La Russie cherche à renforcer sa présence dans au moins 13 pays africains en établissant des relations avec les dirigeants existants, en concluant des accords militaires et en formant une nouvelle génération de « dirigeants » et d’« agents » infiltrés, rapporte le journal britannique The Guardian, qui cite des documents ayant fuité.
La mission visant à accroître l’influence russe en Afrique serait dirigée par Yevgeny Prigozhin, un homme d’affaires basé à Saint-Pétersbourg et proche allié du président russe Vladimir Poutine. L’un des objectifs de cette mission est de « pousser » les États-Unis et les anciennes puissances coloniales à l’image du Royaume-Uni et la France hors de la région. Un autre objectif visé est d’éliminer les soulèvements « pro-occidentaux » en Afrique, rapporte la même source.
Une carte de l’Afrique consultée par The Guardian montre le niveau de coopération entre l’entreprise de l’oligarque Yevgeny Prigozhin et les gouvernements africains. Chaque pays se voit attribuer un niveau de coopération de 1 à 5, le niveau 5 étant le niveau de coopération le plus élevé et le niveau 1 étant le niveau le plus bas.
Les pays aux relations les plus étroites avec l’entreprise de Prigozhin sont la République centrafricaine, le Soudan et Madagascar, tous au niveau 5. La Libye, le Zimbabwe et l’Afrique du Sud sont au niveau 4, tandis que le Soudan du Sud est au niveau 3 et la RD Congo, le Tchad et la Zambie au niveau 2. L’Ouganda, la Guinée équatoriale et le Mali sont les trois autres pays cités comme étant des « pays où il est prévu de travailler ».

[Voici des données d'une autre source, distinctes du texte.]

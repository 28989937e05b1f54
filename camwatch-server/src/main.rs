use anyhow::Context;
use camwatch::manager::{DeviceManager, JsonFileStore};
use camwatch::sync::Teardown;
use camwatch::videoio::backend::{create_driver, BackendType};
use camwatch_server::{recording, supervisor, AppState, Config};
use clap::Parser;
use std::path::PathBuf;
use std::sync::Arc;
use tracing_subscriber::{layer::SubscriberExt, util::SubscriberInitExt};

#[derive(Parser, Debug)]
#[command(name = "camwatch-server", version, about = "Camera live view and motion recording service")]
struct Args {
    /// 配置文件路径，不存在时生成默认配置
    #[arg(short, long, default_value = "camwatch.toml")]
    config: PathBuf,

    /// 使用仿真相机 (忽略配置中的 backend)
    #[arg(long)]
    simulate: bool,
}

#[tokio::main]
async fn main() -> anyhow::Result<()> {
    tracing_subscriber::registry()
        .with(
            tracing_subscriber::EnvFilter::try_from_default_env()
                .unwrap_or_else(|_| "camwatch=info,camwatch_server=info,tower_http=info".into()),
        )
        .with(tracing_subscriber::fmt::layer())
        .init();

    let args = Args::parse();
    tracing::info!("Starting camwatch-server v{}", env!("CARGO_PKG_VERSION"));

    // 1. 配置
    let config = Config::load_or_create(&args.config)
        .with_context(|| format!("failed to load config {}", args.config.display()))?;
    let backend = if args.simulate {
        BackendType::Simulation
    } else {
        config.discovery.backend
    };
    tracing::info!(
        addr = %config.api.addr(),
        backend = ?backend,
        streams = config.streams.len(),
        auth = config.auth.token.is_some(),
        "Configuration loaded"
    );

    // 2. 相机管理
    let driver = create_driver(backend).context("failed to create camera backend")?;
    let store = JsonFileStore::open(config.storage.camera_store())
        .context("failed to open camera store")?;
    let manager = DeviceManager::spawn(driver, Arc::new(store), config.manager_config()?)
        .context("failed to start device manager")?;

    // 3. 后台任务
    let shutdown = Teardown::new();
    if config.recording.enabled {
        recording::spawn_recorder(&manager, config.recording.clone(), shutdown.clone())
            .await
            .context("failed to start recording scheduler")?;
    }
    supervisor::spawn_supervisor(manager.clone(), config.discovery.interval(), shutdown.clone());

    // 4. HTTP 服务
    let app = camwatch_server::router(AppState::new(manager.clone(), &config, shutdown.clone()));
    let listener = tokio::net::TcpListener::bind(config.api.addr())
        .await
        .with_context(|| format!("failed to bind {}", config.api.addr()))?;
    tracing::info!("Listening on http://{}", listener.local_addr()?);

    let signal = shutdown.clone();
    axum::serve(listener, app)
        .with_graceful_shutdown(async move {
            if let Err(e) = tokio::signal::ctrl_c().await {
                tracing::error!("failed to listen for shutdown signal: {}", e);
            }
            tracing::info!("Shutdown requested");
            signal.fire();
        })
        .await?;

    // 5. 释放所有相机
    manager.close().await?;
    tracing::info!("camwatch-server stopped");
    Ok(())
}
use super::registry::Registry;
use super::store::CameraRecord;
use crate::error::{Error, Result};
use crate::sync::Teardown;
use futures::future::BoxFuture;
use tokio::sync::{mpsc, oneshot};
use tracing::debug;

type Action = Box<dyn for<'a> FnOnce(&'a mut Registry) -> BoxFuture<'a, ()> + Send>;

/// 提交给 actor 的命令：一个闭包 + 结果通道
pub(crate) struct Command {
    run: Action,
}

impl Command {
    fn new<T, F>(action: F, reply: oneshot::Sender<Result<T>>) -> Self
    where
        T: Send + 'static,
        F: for<'a> FnOnce(&'a mut Registry) -> BoxFuture<'a, Result<T>> + Send + 'static,
    {
        Self {
            run: boxed(move |registry| {
                Box::pin(async move {
                    let result = action(registry).await;
                    // 调用方已经放弃等待时丢弃结果
                    let _ = reply.send(result);
                })
            }),
        }
    }
}

// 借助泛型约束让闭包推断出高阶生命周期
fn boxed<F>(f: F) -> Action
where
    F: for<'a> FnOnce(&'a mut Registry) -> BoxFuture<'a, ()> + Send + 'static,
{
    Box::new(f)
}

/// 入队并等待结果
///
/// actor 已经退出时，发送失败或结果通道被丢弃都会得到 `ManagerClosed`，不会挂起。
pub(crate) async fn submit<T, F>(commands: &mpsc::UnboundedSender<Command>, action: F) -> Result<T>
where
    T: Send + 'static,
    F: for<'a> FnOnce(&'a mut Registry) -> BoxFuture<'a, Result<T>> + Send + 'static,
{
    let (reply, result) = oneshot::channel();
    commands
        .send(Command::new(action, reply))
        .map_err(|_| Error::ManagerClosed)?;
    result.await.map_err(|_| Error::ManagerClosed)?
}

/// actor 主循环：一次只执行一个命令，按提交顺序
pub(crate) async fn run(
    mut registry: Registry,
    records: Vec<CameraRecord>,
    mut commands: mpsc::UnboundedReceiver<Command>,
    shutdown: Teardown,
) {
    registry.restore(records).await;

    loop {
        let command = tokio::select! {
            biased;
            _ = shutdown.fired() => break,
            command = commands.recv() => match command {
                Some(command) => command,
                None => break,
            },
        };
        (command.run)(&mut registry).await;
    }

    // 队列中剩余的命令随 receiver 一起丢弃，调用方收到 ManagerClosed
    commands.close();
    registry.close_all().await;
    registry.flush_store().await;
    shutdown.fire();
    debug!("device manager stopped");
}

Un exemple de la coopération entre l’entreprise de l’oligarque et les pays africains cité par The Guardian est le Soudan. Selon le journal britannique, des spécialistes russes ont établi un programme de réformes politiques et économiques conçues pour garder au pouvoir le président Omar el Béchir, désormais déchu. Le programme incluait un plan visant à dénigrer les manifestants antigouvernementaux, copiant apparemment des tactiques utilisées en Russie contre les opposants du président Poutine (un mémo dit même par erreur « Russie » au lieu de « Soudan »).
L’un des stratagèmes développés était d’utiliser des fake news et des vidéos fake pour présenter les manifestants à Khartoum et dans d’autres villes comme « anti-islam », « pro-Israel » et « pro-LGBT », affirme The Guardian. Il a également été recommandé au gouvernement d’augmenter le prix des journaux pour rendre plus difficile aux opposants de faire passer leur message, et de découvrir des « étrangers » dans les rassemblements contre le gouvernement, affirme la même source.

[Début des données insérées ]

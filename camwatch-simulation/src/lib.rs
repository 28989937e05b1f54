//! 仿真后端：不依赖硬件的相机驱动
//!
//! 用于测试与演示。每个 [`SimDevice`] 可以配置画面内容 (静止/移动方块)、
//! 打开失败、读帧失败以及"拔出"，[`SimStats`] 记录打开/释放次数，
//! 方便断言硬件句柄只被释放一次。

use async_trait::async_trait;
use camwatch_core::prelude::*;
use camwatch_core::frame::Timestamp;
use std::sync::atomic::{AtomicBool, AtomicU64, Ordering};
use std::sync::{Arc, Mutex, MutexGuard, PoisonError};
use std::time::Duration;
use tracing::{debug, info};

/// 画面内容
#[derive(Debug, Clone, Copy, PartialEq, Eq)]
pub enum Scene {
    /// 固定的灰度渐变，没有任何运动
    Static,
    /// 一个白色方块每帧水平移动 `step` 像素
    MovingBlock { size: u32, step: u32 },
}

/// 读帧失败注入
#[derive(Debug, Clone, Copy, PartialEq, Eq)]
pub enum ReadFailures {
    Never,
    /// 成功输出 n 帧之后每次读取都失败
    AfterFrames(u64),
    Always,
}

#[derive(Debug, Clone)]
pub struct SimDevice {
    pub source: CameraSource,
    pub name: String,
    pub width: u32,
    pub height: u32,
    pub fps: u32,
    pub scene: Scene,
    pub open_fails: bool,
    pub failures: ReadFailures,
    unplugged: Arc<AtomicBool>,
}

impl SimDevice {
    /// 本机设备 `/dev/video{index}`
    pub fn local(index: u32) -> Self {
        Self::new(CameraSource::Device(index), format!("Simulated Camera {index}"))
    }

    /// 网络流设备，只能通过配置的 URL 打开，不会出现在枚举结果中
    pub fn stream(url: impl Into<String>) -> Self {
        let url = url.into();
        let name = format!("Simulated Stream {url}");
        Self::new(CameraSource::Url(url), name)
    }

    fn new(source: CameraSource, name: String) -> Self {
        Self {
            source,
            name,
            width: 320,
            height: 240,
            fps: 30,
            scene: Scene::Static,
            open_fails: false,
            failures: ReadFailures::Never,
            unplugged: Arc::new(AtomicBool::new(false)),
        }
    }

    pub fn size(mut self, width: u32, height: u32) -> Self {
        self.width = width;
        self.height = height;
        self
    }

    pub fn fps(mut self, fps: u32) -> Self {
        self.fps = fps.max(1);
        self
    }

    pub fn scene(mut self, scene: Scene) -> Self {
        self.scene = scene;
        self
    }

    pub fn fail_open(mut self) -> Self {
        self.open_fails = true;
        self
    }

    pub fn fail_reads(mut self, failures: ReadFailures) -> Self {
        self.failures = failures;
        self
    }
}

/// 全局计数器，所有设备共享
#[derive(Debug, Default)]
pub struct SimStats {
    opens: AtomicU64,
    releases: AtomicU64,
    frames: AtomicU64,
    failed_reads: AtomicU64,
}

impl SimStats {
    /// 成功打开的次数
    pub fn opens(&self) -> u64 {
        self.opens.load(Ordering::SeqCst)
    }

    /// 硬件句柄被释放 (Stream Drop) 的次数
    pub fn releases(&self) -> u64 {
        self.releases.load(Ordering::SeqCst)
    }

    /// 已经生成的帧数，同时也是最新一帧的序号
    pub fn frames(&self) -> u64 {
        self.frames.load(Ordering::SeqCst)
    }

    pub fn failed_reads(&self) -> u64 {
        self.failed_reads.load(Ordering::SeqCst)
    }
}

#[derive(Debug, Default)]
pub struct SimDriver {
    devices: Mutex<Vec<SimDevice>>,
    enumeration_fails: AtomicBool,
    stats: Arc<SimStats>,
}

impl SimDriver {
    pub fn new() -> Self {
        Self::default()
    }

    pub fn with_device(self, device: SimDevice) -> Self {
        self.plug(device);
        self
    }

    /// 模拟不支持设备枚举的平台
    pub fn without_enumeration(self) -> Self {
        self.enumeration_fails.store(true, Ordering::SeqCst);
        self
    }

    /// 接入一个设备 (已存在同一来源时替换)
    pub fn plug(&self, device: SimDevice) {
        let mut devices = self.devices();
        devices.retain(|d| d.source != device.source);
        devices.push(device);
    }

    /// 拔出设备：从枚举结果中移除，已打开的流随后读帧失败
    pub fn unplug(&self, source: &CameraSource) {
        let mut devices = self.devices();
        if let Some(pos) = devices.iter().position(|d| &d.source == source) {
            let device = devices.remove(pos);
            device.unplugged.store(true, Ordering::SeqCst);
            info!(source = %source, "simulated device unplugged");
        }
    }

    pub fn stats(&self) -> Arc<SimStats> {
        self.stats.clone()
    }

    fn devices(&self) -> MutexGuard<'_, Vec<SimDevice>> {
        self.devices.lock().unwrap_or_else(PoisonError::into_inner)
    }
}

#[async_trait]
impl Driver for SimDriver {
    fn name(&self) -> &'static str {
        "Simulation"
    }

    fn list_devices(&self) -> Result<Vec<DeviceInfo>> {
        if self.enumeration_fails.load(Ordering::SeqCst) {
            return Err(CameraError::Unsupported(
                "device enumeration is not available".into(),
            ));
        }

        Ok(self
            .devices()
            .iter()
            .filter(|d| d.source.is_local())
            .map(|d| DeviceInfo {
                name: d.name.clone(),
                source: d.source.clone(),
                backend: "Simulation".into(),
                bus_info: None,
            })
            .collect())
    }

    async fn open(&self, source: &CameraSource, _config: &CameraConfig) -> Result<Box<dyn Stream>> {
        let device = self
            .devices()
            .iter()
            .find(|d| &d.source == source)
            .cloned()
            .ok_or_else(|| CameraError::OpenFailed {
                target: source.to_string(),
                reason: "no such device".into(),
            })?;

        if device.open_fails {
            return Err(CameraError::OpenFailed {
                target: source.to_string(),
                reason: "simulated open failure".into(),
            });
        }

        self.stats.opens.fetch_add(1, Ordering::SeqCst);
        debug!(source = %source, "simulated device opened");

        let frame_len = (device.width * device.height * 3) as usize;
        Ok(Box::new(SimStream {
            interval: Duration::from_secs(1) / device.fps,
            buffer: vec![0; frame_len],
            device,
            sequence: 0,
            delivered: 0,
            started: false,
            stats: self.stats.clone(),
        }))
    }
}

struct SimStream {
    device: SimDevice,
    buffer: Vec<u8>,
    interval: Duration,
    sequence: u64,
    delivered: u64,
    started: bool,
    stats: Arc<SimStats>,
}

impl SimStream {
    fn should_fail(&self) -> bool {
        if self.device.unplugged.load(Ordering::SeqCst) {
            return true;
        }
        match self.device.failures {
            ReadFailures::Never => false,
            ReadFailures::AfterFrames(n) => self.delivered >= n,
            ReadFailures::Always => true,
        }
    }

    fn render(&mut self) {
        let (w, h) = (self.device.width as usize, self.device.height as usize);
        match self.device.scene {
            Scene::Static => {
                for y in 0..h {
                    for x in 0..w {
                        let v = ((x + y) % 200) as u8 + 20;
                        let i = (y * w + x) * 3;
                        self.buffer[i..i + 3].fill(v);
                    }
                }
            }
            Scene::MovingBlock { size, step } => {
                let size = (size as usize).min(w).min(h);
                let span = (w - size).max(1);
                let left = (self.sequence as usize * step as usize) % span;
                let top = (h - size) / 2;
                self.buffer.fill(40);
                for y in top..top + size {
                    let row = (y * w + left) * 3;
                    self.buffer[row..row + size * 3].fill(255);
                }
            }
        }
    }
}

#[async_trait]
impl Stream for SimStream {
    fn info(&self) -> StreamInfo {
        StreamInfo {
            width: self.device.width,
            height: self.device.height,
            fps: self.device.fps as f64,
            format: FourCC::BGR3.into(),
        }
    }

    async fn start(&mut self) -> Result<()> {
        self.started = true;
        Ok(())
    }

    async fn stop(&mut self) -> Result<()> {
        self.started = false;
        Ok(())
    }

    async fn next_frame(&mut self) -> Result<Frame<'_>> {
        if !self.started {
            return Err(CameraError::SimulationError("stream is not started".into()));
        }

        // 按帧率节拍出帧 (测试中配合 tokio 的暂停时钟)
        tokio::time::sleep(self.interval).await;

        if self.should_fail() {
            self.stats.failed_reads.fetch_add(1, Ordering::SeqCst);
            return Err(CameraError::Disconnected(format!(
                "{} stopped delivering frames",
                self.device.source
            )));
        }

        self.sequence += 1;
        self.delivered += 1;
        self.render();
        self.stats.frames.fetch_add(1, Ordering::SeqCst);

        Ok(Frame {
            data: &self.buffer,
            width: self.device.width,
            height: self.device.height,
            stride: self.device.width as usize * 3,
            format: FourCC::BGR3.into(),
            sequence: self.sequence,
            timestamp: Timestamp::now(0),
        })
    }
}

impl Drop for SimStream {
    fn drop(&mut self) {
        self.stats.releases.fetch_add(1, Ordering::SeqCst);
        debug!(source = %self.device.source, "simulated device released");
    }
}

Dans une lettre divulguée, Prigozhin se plaint notamment au président Bachir ne pas avoir suivi les conseils donnés, mentionnant « l’absence d’activité » par le gouvernement soudanais et sa « position extrêmement précaire ». Omar el Béchir sera au final destitué par un coup d’État militaire au mois d’avril dernier.
Les conseillers russes avaient également conseillé le conseil militaire soudanais d’éliminer les activistes avec « une perte humaine minimale mais acceptable », affirme The Guardian. Plus de 120 personnes ont été tuées depuis le 3 juin après que les forces armées soudanaises aient ouvert le feu contre les manifestants qui effectuaient un sit-in devant le QG de l’armée pour demander l’instauration d’un État civil.